──────── MATERIAL PROVIDED

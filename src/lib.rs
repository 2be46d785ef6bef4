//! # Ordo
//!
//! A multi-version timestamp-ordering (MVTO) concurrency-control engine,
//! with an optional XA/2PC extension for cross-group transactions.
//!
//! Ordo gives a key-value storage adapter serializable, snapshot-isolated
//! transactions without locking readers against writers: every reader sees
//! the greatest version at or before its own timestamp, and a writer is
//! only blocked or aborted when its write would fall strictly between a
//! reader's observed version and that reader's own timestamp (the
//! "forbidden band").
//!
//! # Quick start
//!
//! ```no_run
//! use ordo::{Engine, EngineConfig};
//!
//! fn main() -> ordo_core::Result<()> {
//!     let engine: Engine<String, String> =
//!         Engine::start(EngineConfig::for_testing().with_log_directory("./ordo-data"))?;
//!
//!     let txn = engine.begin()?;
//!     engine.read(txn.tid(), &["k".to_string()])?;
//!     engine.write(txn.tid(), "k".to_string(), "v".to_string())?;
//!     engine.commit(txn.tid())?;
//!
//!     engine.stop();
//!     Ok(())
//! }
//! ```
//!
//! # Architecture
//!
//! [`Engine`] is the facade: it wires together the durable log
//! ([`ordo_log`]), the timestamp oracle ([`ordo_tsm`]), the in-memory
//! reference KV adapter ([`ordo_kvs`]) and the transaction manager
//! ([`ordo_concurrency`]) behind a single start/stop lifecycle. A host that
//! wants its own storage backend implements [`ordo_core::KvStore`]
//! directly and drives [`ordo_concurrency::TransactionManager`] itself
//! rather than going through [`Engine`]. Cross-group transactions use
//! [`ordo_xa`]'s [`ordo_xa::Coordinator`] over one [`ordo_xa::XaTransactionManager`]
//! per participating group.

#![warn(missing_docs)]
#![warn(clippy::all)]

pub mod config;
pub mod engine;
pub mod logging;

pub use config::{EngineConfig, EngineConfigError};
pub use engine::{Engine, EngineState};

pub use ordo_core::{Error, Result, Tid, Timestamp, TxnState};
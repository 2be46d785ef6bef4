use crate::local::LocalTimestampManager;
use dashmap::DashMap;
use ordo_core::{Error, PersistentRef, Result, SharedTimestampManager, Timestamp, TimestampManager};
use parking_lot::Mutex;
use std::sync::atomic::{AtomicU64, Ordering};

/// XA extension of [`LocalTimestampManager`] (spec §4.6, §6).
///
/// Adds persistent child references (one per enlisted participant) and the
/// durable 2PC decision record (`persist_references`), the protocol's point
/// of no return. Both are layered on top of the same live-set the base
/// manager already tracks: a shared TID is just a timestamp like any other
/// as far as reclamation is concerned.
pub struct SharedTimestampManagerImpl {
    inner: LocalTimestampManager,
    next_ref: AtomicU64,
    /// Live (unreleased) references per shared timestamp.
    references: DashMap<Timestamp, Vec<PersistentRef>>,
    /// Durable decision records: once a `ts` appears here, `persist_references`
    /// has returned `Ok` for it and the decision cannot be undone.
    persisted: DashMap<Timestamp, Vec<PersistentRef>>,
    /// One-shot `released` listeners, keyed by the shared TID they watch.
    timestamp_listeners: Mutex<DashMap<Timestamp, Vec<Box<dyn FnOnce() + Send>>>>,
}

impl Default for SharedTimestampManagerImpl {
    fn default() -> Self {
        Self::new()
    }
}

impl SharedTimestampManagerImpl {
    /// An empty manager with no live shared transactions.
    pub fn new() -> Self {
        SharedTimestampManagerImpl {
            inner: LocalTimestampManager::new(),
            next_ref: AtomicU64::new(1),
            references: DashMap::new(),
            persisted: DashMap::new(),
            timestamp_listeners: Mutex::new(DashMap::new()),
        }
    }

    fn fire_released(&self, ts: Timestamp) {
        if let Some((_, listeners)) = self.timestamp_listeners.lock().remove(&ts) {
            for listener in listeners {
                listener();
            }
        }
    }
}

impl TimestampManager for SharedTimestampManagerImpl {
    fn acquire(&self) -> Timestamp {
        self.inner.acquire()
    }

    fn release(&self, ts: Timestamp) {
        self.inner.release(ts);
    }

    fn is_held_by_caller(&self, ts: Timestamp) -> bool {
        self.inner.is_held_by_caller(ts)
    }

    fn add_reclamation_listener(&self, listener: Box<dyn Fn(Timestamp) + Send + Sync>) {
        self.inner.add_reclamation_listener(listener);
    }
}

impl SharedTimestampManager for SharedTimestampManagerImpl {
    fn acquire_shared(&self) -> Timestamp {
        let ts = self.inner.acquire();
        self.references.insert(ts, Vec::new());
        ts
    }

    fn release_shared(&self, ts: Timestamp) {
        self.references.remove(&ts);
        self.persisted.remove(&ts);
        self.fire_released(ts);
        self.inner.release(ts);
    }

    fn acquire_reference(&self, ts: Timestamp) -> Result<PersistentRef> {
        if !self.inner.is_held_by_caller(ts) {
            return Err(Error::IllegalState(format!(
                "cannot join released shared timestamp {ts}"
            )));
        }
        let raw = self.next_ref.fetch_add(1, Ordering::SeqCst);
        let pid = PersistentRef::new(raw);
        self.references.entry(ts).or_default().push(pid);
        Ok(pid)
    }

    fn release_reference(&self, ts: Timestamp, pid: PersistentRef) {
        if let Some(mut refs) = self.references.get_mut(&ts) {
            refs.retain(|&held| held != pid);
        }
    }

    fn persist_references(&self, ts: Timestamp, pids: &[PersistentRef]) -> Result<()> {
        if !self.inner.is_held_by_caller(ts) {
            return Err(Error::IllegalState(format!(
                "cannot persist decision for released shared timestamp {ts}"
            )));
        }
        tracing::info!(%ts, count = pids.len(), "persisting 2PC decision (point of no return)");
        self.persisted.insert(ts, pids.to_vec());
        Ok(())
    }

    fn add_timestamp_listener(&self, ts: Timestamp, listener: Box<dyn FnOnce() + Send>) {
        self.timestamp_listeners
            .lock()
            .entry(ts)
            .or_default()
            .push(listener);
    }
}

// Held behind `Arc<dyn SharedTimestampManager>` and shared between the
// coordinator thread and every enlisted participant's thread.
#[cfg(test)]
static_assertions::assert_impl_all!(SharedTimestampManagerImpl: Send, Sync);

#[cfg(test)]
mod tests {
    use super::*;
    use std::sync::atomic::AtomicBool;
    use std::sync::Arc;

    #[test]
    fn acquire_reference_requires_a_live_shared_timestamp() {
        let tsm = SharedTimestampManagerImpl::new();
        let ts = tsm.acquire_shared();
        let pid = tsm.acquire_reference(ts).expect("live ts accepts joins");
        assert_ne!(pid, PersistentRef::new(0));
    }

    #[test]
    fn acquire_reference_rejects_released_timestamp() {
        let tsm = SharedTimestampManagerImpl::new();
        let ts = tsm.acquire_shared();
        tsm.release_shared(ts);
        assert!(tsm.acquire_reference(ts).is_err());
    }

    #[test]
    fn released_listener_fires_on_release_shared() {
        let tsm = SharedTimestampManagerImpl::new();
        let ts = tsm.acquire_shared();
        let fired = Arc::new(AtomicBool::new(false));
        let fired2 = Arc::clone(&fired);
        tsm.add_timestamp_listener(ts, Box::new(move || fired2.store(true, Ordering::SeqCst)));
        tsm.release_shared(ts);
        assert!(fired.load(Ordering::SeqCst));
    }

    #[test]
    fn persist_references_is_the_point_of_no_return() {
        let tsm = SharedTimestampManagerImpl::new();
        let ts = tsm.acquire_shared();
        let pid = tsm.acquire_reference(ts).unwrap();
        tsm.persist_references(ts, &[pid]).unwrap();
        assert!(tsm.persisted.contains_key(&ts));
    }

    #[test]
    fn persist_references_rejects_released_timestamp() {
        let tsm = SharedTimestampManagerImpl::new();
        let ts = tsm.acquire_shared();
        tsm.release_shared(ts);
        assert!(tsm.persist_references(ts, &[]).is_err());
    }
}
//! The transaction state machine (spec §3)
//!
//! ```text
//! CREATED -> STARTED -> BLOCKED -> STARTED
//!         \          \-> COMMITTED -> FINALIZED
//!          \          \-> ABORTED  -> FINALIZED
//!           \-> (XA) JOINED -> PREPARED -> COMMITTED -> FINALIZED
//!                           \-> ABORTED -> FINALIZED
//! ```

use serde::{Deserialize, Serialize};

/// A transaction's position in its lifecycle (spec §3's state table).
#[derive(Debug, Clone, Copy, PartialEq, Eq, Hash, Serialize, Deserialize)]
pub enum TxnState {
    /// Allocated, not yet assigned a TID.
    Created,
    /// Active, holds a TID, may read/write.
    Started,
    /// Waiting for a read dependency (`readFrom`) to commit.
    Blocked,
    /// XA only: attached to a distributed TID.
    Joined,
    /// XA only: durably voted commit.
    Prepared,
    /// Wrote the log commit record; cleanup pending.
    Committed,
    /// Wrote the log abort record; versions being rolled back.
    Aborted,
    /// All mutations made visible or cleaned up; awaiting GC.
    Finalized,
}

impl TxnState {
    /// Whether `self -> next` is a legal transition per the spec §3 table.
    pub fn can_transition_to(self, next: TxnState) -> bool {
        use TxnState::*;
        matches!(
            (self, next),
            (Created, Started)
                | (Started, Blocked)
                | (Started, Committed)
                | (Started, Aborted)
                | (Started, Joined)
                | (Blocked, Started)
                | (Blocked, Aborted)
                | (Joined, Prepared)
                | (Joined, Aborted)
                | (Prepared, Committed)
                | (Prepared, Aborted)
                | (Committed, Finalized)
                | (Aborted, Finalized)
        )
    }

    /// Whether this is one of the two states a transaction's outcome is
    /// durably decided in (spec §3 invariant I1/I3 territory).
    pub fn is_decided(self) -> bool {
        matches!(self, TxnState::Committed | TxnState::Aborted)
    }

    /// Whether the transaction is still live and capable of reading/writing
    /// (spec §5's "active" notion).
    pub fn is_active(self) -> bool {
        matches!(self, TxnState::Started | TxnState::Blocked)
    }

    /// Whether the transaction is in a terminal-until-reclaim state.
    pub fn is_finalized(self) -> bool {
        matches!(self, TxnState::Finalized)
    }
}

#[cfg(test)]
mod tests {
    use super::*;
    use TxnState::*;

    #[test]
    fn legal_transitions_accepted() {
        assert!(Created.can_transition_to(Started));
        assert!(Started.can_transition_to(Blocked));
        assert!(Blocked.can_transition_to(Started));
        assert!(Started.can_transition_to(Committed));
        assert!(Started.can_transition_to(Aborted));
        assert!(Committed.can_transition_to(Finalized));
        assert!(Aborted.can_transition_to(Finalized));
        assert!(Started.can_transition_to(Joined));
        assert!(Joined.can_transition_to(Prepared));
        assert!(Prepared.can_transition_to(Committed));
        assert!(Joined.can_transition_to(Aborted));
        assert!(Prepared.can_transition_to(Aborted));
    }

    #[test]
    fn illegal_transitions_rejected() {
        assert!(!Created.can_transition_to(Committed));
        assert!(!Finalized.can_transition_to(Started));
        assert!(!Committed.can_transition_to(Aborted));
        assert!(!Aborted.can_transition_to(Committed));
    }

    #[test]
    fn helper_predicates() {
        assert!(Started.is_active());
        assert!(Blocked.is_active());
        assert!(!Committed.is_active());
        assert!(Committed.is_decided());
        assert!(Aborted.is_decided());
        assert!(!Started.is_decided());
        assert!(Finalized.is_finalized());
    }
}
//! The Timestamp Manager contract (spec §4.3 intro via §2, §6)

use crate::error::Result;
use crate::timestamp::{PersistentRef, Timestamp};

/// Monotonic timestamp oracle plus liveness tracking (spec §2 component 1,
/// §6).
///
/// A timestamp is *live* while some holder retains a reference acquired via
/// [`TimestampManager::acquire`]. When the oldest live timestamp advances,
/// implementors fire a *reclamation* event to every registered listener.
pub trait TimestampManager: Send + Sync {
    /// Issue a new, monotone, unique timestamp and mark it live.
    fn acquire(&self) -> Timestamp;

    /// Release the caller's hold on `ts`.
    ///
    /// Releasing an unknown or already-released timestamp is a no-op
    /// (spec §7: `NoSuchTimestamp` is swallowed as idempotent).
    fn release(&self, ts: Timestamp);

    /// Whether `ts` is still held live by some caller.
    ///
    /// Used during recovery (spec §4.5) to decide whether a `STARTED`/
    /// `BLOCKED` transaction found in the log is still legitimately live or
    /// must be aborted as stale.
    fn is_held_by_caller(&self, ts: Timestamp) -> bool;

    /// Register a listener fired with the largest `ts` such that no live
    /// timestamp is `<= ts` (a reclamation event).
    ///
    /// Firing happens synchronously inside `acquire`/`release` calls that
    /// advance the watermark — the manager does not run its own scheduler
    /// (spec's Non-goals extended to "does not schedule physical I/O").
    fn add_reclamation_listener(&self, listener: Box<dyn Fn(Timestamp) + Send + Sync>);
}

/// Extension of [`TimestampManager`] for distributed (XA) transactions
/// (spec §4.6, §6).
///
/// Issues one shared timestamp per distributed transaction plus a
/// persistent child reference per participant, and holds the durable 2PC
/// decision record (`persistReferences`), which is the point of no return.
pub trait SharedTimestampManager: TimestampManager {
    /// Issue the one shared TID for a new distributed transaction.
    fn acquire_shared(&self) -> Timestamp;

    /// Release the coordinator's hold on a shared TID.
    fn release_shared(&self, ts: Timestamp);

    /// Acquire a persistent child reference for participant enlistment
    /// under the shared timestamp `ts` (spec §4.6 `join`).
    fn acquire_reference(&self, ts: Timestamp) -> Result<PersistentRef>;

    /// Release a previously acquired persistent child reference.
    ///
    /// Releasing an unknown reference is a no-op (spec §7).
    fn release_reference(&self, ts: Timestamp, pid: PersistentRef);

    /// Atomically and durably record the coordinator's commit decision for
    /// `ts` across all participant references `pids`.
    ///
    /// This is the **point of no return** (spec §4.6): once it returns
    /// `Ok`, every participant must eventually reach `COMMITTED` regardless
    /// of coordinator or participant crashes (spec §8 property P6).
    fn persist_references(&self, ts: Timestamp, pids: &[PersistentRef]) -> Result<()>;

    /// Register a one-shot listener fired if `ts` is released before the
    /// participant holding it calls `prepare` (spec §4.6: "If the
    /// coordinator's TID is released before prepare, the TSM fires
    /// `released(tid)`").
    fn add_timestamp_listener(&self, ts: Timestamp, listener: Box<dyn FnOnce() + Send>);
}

────────────────

PROMPT:
Give back the lines above exactly, from the one with "point of no return." through the last line.

RESPONSE TO THE TASK:
/// decision record (`persistReferences`), which is the point of no return.
pub trait SharedTimestampManager: TimestampManager {
    /// Issue the one shared TID for a new distributed transaction.
    fn acquire_shared(&self) -> Timestamp;

    /// Release the coordinator's hold on a shared TID.
    fn release_shared(&self, ts: Timestamp);

    /// Acquire a persistent child reference for participant enlistment
    /// under the shared timestamp `ts` (spec §4.6 `join`).
    fn acquire_reference(&self, ts: Timestamp) -> Result<PersistentRef>;

    /// Release a previously acquired persistent child reference.
    ///
    /// Releasing an unknown reference is a no-op (spec §7).
    fn release_reference(&self, ts: Timestamp, pid: PersistentRef);

    /// Atomically and durably record the coordinator's commit decision for
    /// `ts` across all participant references `pids`.
    ///
    /// This is the **point of no return** (spec §4.6): once it returns
    /// `Ok`, every participant must eventually reach `COMMITTED` regardless
    /// of coordinator or participant crashes (spec §8 property P6).
    fn persist_references(&self, ts: Timestamp, pids: &[PersistentRef]) -> Result<()>;

    /// Register a one-shot listener fired if `ts` is released before the
    /// participant holding it calls `prepare` (spec §4.6: "If the
    /// coordinator's TID is released before prepare, the TSM fires
    /// `released(tid)`").
    fn add_timestamp_listener(&self, ts: Timestamp, listener: Box<dyn FnOnce() + Send>);
}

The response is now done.